A number of late 20th-century comparative political scientists, including Samuel Huntington, Seymour Martin Lipset, Charles Tilly, Barrington Moore, and Ernest Gellner, explored the importance of social dynamics to political outcomes in their work and have thus some overlap with social analyses. Huntington, for example, looked at political development and decay in writings such as Political Order in Changing Societies (published 1968). He was particularly interested in the “conflict between mobilization and institutionalization.” Where political structures are weak, mass political participation can break the elite consensus that holds society together and undermine the political institutions that they use to govern society—risking instability, corruption, decline, or even collapse. Moreover, rapid change challenges existing values and behaviors, often breeding corruption in the process. He thus critiques the general “underlying commitment to the theory of progress” in academia that leads to a belief that societies only progress in one direction. “Little or no provision is made for their reversibility. . . . National disintegration is a phenomenon as much as national integration.”
More recently, Jared Diamond examined why societies fail in Collapse: How Societies Choose to Fail or Succeed (2005). He argues that societies end when they fail to adequately respond to their greatest challenges, which he considers to be climate change, hostile neighbors, a worsening environment, and the breakdown of trade. Elites need to make the right decisions at critical junctures, and this depends on being actively engaged with and not insulated from the general population. A lack of knowledge, affinity, or interest can preclude effective action. Long-term planning and a willingness to rethink core values are essential to responding in time.
The Importance of Elites
Despite examining significantly different epochs and geographies, similar themes appear among observers like Vico, Toynbee, and Diamond. In particular, they believe elites play a crucial role in determining the development of a given society. Not only must they be creative and able to think long term when facing critical challenges, they must remain deeply embedded in their populations in order to understand needs, act in ways that retain loyalty, and build capacity to inspire action when needed. Elites that become too enamored of their past successes or detached from their populations are more likely to be unprepared for the challenges their societies face, act in ways that alienate others, and be compelled to use force to extend their writ. Taking a disproportionate share of the spoils from trade, war, and other forms of wealth creation can yield this detachment.
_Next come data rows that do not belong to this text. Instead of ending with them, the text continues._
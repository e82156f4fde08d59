use std::sync::{LazyLock, Mutex};

/// Serialises tests that touch process environment variables.
pub(crate) static ENV_LOCK: LazyLock<Mutex<()>> = LazyLock::new(|| Mutex::new(()));

/// Sets or removes one variable and restores the previous value on drop.
pub(crate) struct EnvVarGuard {
    key: &'static str,
    previous: Option<String>,
}

fn write_var(key: &str, value: Option<&str>) {
    // SAFETY: test-only; every caller holds ENV_LOCK, so no other thread
    // reads or writes the environment concurrently.
    unsafe {
        match value {
            Some(value) => std::env::set_var(key, value),
            None => std::env::remove_var(key),
        }
    }
}

impl EnvVarGuard {
    pub(crate) fn set(key: &'static str, value: &str) -> Self {
        let previous = std::env::var(key).ok();
        write_var(key, Some(value));
        Self { key, previous }
    }

    pub(crate) fn unset(key: &'static str) -> Self {
        let previous = std::env::var(key).ok();
        write_var(key, None);
        Self { key, previous }
    }
}

impl Drop for EnvVarGuard {
    fn drop(&mut self) {
        write_var(self.key, self.previous.as_deref());
    }
}
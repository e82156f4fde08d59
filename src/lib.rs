#![warn(clippy::all, clippy::pedantic)]
#![allow(
    clippy::missing_errors_doc,
    clippy::missing_panics_doc,
    clippy::unnecessary_literal_bound,
    clippy::module_name_repetitions,
    clippy::struct_field_names,
    clippy::must_use_candidate,
    clippy::new_without_default,
    clippy::return_self_not_must_use
)]

pub mod capture;
pub mod config;
pub mod daemon;
pub mod diagnostics;
pub mod error;
pub mod mcp;
pub mod pending;
pub mod security;
pub mod telemetry;
pub mod tools;
pub mod tracking;
pub mod transport;

pub use config::Config;
pub use daemon::Daemon;
pub use error::GasolineError;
Elite behavior thus both sets the tone for society as a whole and determines the nature of the relationships that define that society—and thus has enormous influence on how cohesive it is. And social cohesion—aṣabiyyah, unity, or some form of social or elite consensus—is critical for collective action, creativity, and aspirations. On the other hand, social divisions are a common source of societal decay. These divisions could stem from too much individualism, materialism, and elites’ focus on private interests. Social disintegration is the greatest risk; this could result from some sort of cleavage among elites or between elites and the population, an increase in the corruption of institutions or morals, or a growing disaggregation of the population.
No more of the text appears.